As this is the first time we can create genetically engineered human mini livers; with a disease using stem cells in the lab. That is important not only for understanding what causing the disease and how it progresses; but also for testing therapeutics. It is common for drugs to fail in clinical trials; despite promising results in mice.
Disease and therapeutics of drugs
The mechanisms by which steatosis of the liver progresses to non-alcoholic steatohepatitis and end-stage liver disease remain elusive. Metabolic derangements in hepatocytes controlled by SIRT1 play a role in the development of fatty liver in inbred animals. The ability to perform similar studies using human tissue has been limited by the genetic variability in man.

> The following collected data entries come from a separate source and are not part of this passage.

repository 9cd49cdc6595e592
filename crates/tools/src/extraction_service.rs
//! Client for a LangExtract-compatible structured-extraction service.
//!
//! The service receives `{"text", "options"}` and answers with either one
//! annotated document or a list of them.

use async_trait::async_trait;
use serde::{Deserialize, Serialize};
use tracing::debug;
use vera_core::error::ExtractionError;
use vera_core::knowledge::{AnnotatedDocument, ExtractOptions, KnowledgeLibrary};

/// HTTP-backed [`KnowledgeLibrary`].
pub struct HttpExtractionService {
    endpoint: String,
    default_model: Option<String>,
    client: reqwest::Client,
}

#[derive(Serialize)]
struct ExtractRequest<'a> {
    text: &'a str,
    options: &'a ExtractOptions,
}

#[derive(Deserialize)]
#[serde(untagged)]
enum ExtractResponse {
    Many(Vec<AnnotatedDocument>),
    One(AnnotatedDocument),
}

impl HttpExtractionService {
    pub fn new(endpoint: impl Into<String>) -> Self {
        let client = reqwest::Client::builder()
            .timeout(std::time::Duration::from_secs(30))
            .build()
            .unwrap_or_default();

        Self {
            endpoint: endpoint.into(),
            default_model: None,
            client,
        }
    }

    /// Model sent when the caller's options name none.
    pub fn with_default_model(mut self, model: impl Into<String>) -> Self {
        self.default_model = Some(model.into());
        self
    }

    /// Build the service if `knowledge.library_url` is configured.
    pub fn from_config(config: &vera_config::AppConfig) -> Option<Self> {
        let url = config.knowledge.library_url.as_deref()?;
        let model = config
            .knowledge
            .library_model
            .clone()
            .unwrap_or_else(|| config.default_model.clone());
        Some(Self::new(url).with_default_model(model))
    }
}

#[async_trait]
impl KnowledgeLibrary for HttpExtractionService {
    fn name(&self) -> &str {
        "langextract"
    }

    async fn extract(
        &self,
        text: &str,
        options: &ExtractOptions,
    ) -> Result<Vec<AnnotatedDocument>, ExtractionError> {
        let mut options = options.clone();
        if options.model_id.is_none() {
            options.model_id = self.default_model.clone();
        }

        let response = self
            .client
            .post(&self.endpoint)
            .json(&ExtractRequest {
                text,
                options: &options,
            })
            .send()
            .await
            .map_err(|e| ExtractionError::Unavailable(e.to_string()))?;

        let status = response.status();
        if !status.is_success() {
            return Err(ExtractionError::Failed(format!(
                "extraction service returned status {}",
                status.as_u16()
            )));
        }

        let parsed: ExtractResponse = response
            .json()
            .await
            .map_err(|e| ExtractionError::Failed(format!("malformed extraction response: {e}")))?;

        let documents = match parsed {
            ExtractResponse::Many(docs) => docs,
            ExtractResponse::One(doc) => vec![doc],
        };
        debug!(documents = documents.len(), "Extraction service answered");
        Ok(documents)
    }
}
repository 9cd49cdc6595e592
//! Chat channel adapters for Vera.
//!
//! - **Discord** — outbound webhook delivery (embeds, threads) and the
//!   mapping of relayed message events onto pipeline requests
//! - **Webhook** — normalization of arbitrary inbound HTTP posts plus
//!   optional HMAC-SHA256 signature checks

pub mod discord;
pub mod webhook;

pub use discord::{
    DiscordPayload, DiscordWebhook, Embed, build_discord_payload, build_webhook_url,
    render_reply, request_from_message,
};
pub use webhook::{InboundWebhook, SignatureVerifier, WebhookMetadata, derive_message_text, normalize};
//! Text budget helpers shared by storage, prompting and rendering.

/// Maximum characters kept from any text before it is stored or prompted.
pub const MAX_CONTENT_CHARS: usize = 8000;

/// Cap `input` at [`MAX_CONTENT_CHARS`] characters, slicing from the start.
pub fn truncate_content(input: &str) -> String {
    truncate_chars(input, MAX_CONTENT_CHARS)
}

/// Keep the first `max` characters of `input`. Never splits a code point.
pub fn truncate_chars(input: &str, max: usize) -> String {
    match input.char_indices().nth(max) {
        Some((byte_idx, _)) => input[..byte_idx].to_string(),
        None => input.to_string(),
    }
}

/// Display name for a server, falling back when blank.
pub fn server_or_default(server_name: &str) -> &str {
    if server_name.trim().is_empty() {
        "this server"
    } else {
        server_name
    }
}
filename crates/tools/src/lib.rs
//! Network capabilities for Vera.
//!
//! - [`HttpFetcher`] retrieves linked pages for summarization and thread
//!   reconstruction
//! - [`HttpExtractionService`] talks to an optional structured-extraction
//!   service

pub mod extraction_service;
pub mod http_fetch;

pub use extraction_service::HttpExtractionService;
pub use http_fetch::HttpFetcher;
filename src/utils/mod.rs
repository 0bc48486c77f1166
pub mod error;
pub mod logger;
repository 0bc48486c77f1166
pub mod model;
pub mod ports;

For instance, the drug Resveratrol, which acts on SIRT1 proteins commonly associating with NAFLD, was effective in mouse models, but failed in human clinical trials. Birth with certain mutations, polymorphisms; that will predispose us to certain diseases, but you can’t study polymorphisms in mice, so making a mini customized human liver is advantageous.
Zones of metabolic function
Genetically engineered normal human skin cells to express a chemically activated switch that could tamp down the SIRT1 gene. Then, they reprogrammed the cells back to their stem cell state and turned them into liver cells; seeding the genetically engineered human liver cells into rat livers stripped of their own cells, where they blossomed into functional 3-D mini livers; with blood vessels and other structural features of a normal organ.
That structure is part of what distinguishes mini livers from ‘organoid’ cultures tiny balls of cells that self-assemble to replicate simplified organ function although the mini livers lacked the distinct zones of metabolic function that normal livers have. So biofabrication of genetically editing human liver tissue may become an important tool for investigating human liver biology and disease.